- [ASSIGNMENT]: Could you transcribe the whole listing, keeping every line exactly the same?

- [INPUT DATA]:
▬▬▬▬▬▬

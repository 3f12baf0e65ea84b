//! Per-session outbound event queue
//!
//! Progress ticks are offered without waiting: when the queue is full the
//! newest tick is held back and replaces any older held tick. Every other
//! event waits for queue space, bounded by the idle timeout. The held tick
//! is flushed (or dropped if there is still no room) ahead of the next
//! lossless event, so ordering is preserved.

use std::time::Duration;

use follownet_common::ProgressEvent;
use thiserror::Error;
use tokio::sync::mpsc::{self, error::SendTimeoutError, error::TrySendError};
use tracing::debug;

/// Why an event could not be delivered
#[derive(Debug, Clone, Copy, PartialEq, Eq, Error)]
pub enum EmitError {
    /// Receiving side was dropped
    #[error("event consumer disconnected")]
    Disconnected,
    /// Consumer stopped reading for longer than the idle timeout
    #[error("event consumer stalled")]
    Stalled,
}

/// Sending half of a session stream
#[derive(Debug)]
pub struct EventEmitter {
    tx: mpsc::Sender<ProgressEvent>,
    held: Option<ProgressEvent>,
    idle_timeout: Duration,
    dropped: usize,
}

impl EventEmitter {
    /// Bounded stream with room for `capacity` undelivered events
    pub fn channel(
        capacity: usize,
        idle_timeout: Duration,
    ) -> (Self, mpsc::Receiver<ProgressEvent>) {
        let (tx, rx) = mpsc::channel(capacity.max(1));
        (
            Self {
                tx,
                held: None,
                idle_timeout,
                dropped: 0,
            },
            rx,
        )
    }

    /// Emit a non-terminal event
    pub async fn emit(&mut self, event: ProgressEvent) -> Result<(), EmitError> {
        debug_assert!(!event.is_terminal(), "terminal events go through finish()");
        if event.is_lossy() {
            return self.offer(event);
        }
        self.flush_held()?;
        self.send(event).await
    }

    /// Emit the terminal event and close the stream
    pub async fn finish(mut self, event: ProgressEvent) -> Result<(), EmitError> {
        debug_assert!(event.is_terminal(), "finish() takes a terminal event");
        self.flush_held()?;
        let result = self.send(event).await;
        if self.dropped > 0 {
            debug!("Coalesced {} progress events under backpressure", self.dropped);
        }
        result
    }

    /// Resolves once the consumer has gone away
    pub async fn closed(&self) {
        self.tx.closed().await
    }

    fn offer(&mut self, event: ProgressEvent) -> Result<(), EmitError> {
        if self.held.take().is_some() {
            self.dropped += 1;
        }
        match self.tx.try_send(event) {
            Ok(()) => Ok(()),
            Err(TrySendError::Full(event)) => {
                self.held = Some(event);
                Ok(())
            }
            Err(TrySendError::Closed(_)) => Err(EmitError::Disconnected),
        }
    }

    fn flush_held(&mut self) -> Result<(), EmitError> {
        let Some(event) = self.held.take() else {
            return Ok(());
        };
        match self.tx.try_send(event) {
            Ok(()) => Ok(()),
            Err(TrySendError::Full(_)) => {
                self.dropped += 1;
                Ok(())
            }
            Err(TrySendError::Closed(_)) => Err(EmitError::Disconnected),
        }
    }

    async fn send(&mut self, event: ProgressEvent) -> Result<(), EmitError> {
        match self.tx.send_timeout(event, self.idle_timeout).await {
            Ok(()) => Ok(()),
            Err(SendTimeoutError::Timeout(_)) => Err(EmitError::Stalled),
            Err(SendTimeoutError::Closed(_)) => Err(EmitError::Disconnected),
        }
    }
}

▬▬▬▬▬▬

- [RESPONSE BELOW]:
repository 3f12baf0e65ea84b
//! Per-session outbound event queue
//!
//! Progress ticks are offered without waiting: when the queue is full the
//! newest tick is held back and replaces any older held tick. Every other
//! event waits for queue space, bounded by the idle timeout. The held tick
//! is flushed (or dropped if there is still no room) ahead of the next
//! lossless event, so ordering is preserved.

use std::time::Duration;

use follownet_common::ProgressEvent;
use thiserror::Error;
use tokio::sync::mpsc::{self, error::SendTimeoutError, error::TrySendError};
use tracing::debug;

/// Why an event could not be delivered
#[derive(Debug, Clone, Copy, PartialEq, Eq, Error)]
pub enum EmitError {
    /// Receiving side was dropped
    #[error("event consumer disconnected")]
    Disconnected,
    /// Consumer stopped reading for longer than the idle timeout
    #[error("event consumer stalled")]
    Stalled,
}

/// Sending half of a session stream
#[derive(Debug)]
pub struct EventEmitter {
    tx: mpsc::Sender<ProgressEvent>,
    held: Option<ProgressEvent>,
    idle_timeout: Duration,
    dropped: usize,
}

impl EventEmitter {
    /// Bounded stream with room for `capacity` undelivered events
    pub fn channel(
        capacity: usize,
        idle_timeout: Duration,
    ) -> (Self, mpsc::Receiver<ProgressEvent>) {
        let (tx, rx) = mpsc::channel(capacity.max(1));
        (
            Self {
                tx,
                held: None,
                idle_timeout,
                dropped: 0,
            },
            rx,
        )
    }

    /// Emit a non-terminal event
    pub async fn emit(&mut self, event: ProgressEvent) -> Result<(), EmitError> {
        debug_assert!(!event.is_terminal(), "terminal events go through finish()");
        if event.is_lossy() {
            return self.offer(event);
        }
        self.flush_held()?;
        self.send(event).await
    }

    /// Emit the terminal event and close the stream
    pub async fn finish(mut self, event: ProgressEvent) -> Result<(), EmitError> {
        debug_assert!(event.is_terminal(), "finish() takes a terminal event");
        self.flush_held()?;
        let result = self.send(event).await;
        if self.dropped > 0 {
            debug!("Coalesced {} progress events under backpressure", self.dropped);
        }
        result
    }

    /// Resolves once the consumer has gone away
    pub async fn closed(&self) {
        self.tx.closed().await
    }

    fn offer(&mut self, event: ProgressEvent) -> Result<(), EmitError> {
        if self.held.take().is_some() {
            self.dropped += 1;
        }
        match self.tx.try_send(event) {
            Ok(()) => Ok(()),
            Err(TrySendError::Full(event)) => {
                self.held = Some(event);
                Ok(())
            }
            Err(TrySendError::Closed(_)) => Err(EmitError::Disconnected),
        }
    }

    fn flush_held(&mut self) -> Result<(), EmitError> {
        let Some(event) = self.held.take() else {
            return Ok(());
        };
        match self.tx.try_send(event) {
            Ok(()) => Ok(()),
            Err(TrySendError::Full(_)) => {
                self.dropped += 1;
                Ok(())
            }
            Err(TrySendError::Closed(_)) => Err(EmitError::Disconnected),
        }
    }

    async fn send(&mut self, event: ProgressEvent) -> Result<(), EmitError> {
        match self.tx.send_timeout(event, self.idle_timeout).await {
            Ok(()) => Ok(()),
            Err(SendTimeoutError::Timeout(_)) => Err(EmitError::Stalled),
            Err(SendTimeoutError::Closed(_)) => Err(EmitError::Disconnected),
        }
    }
}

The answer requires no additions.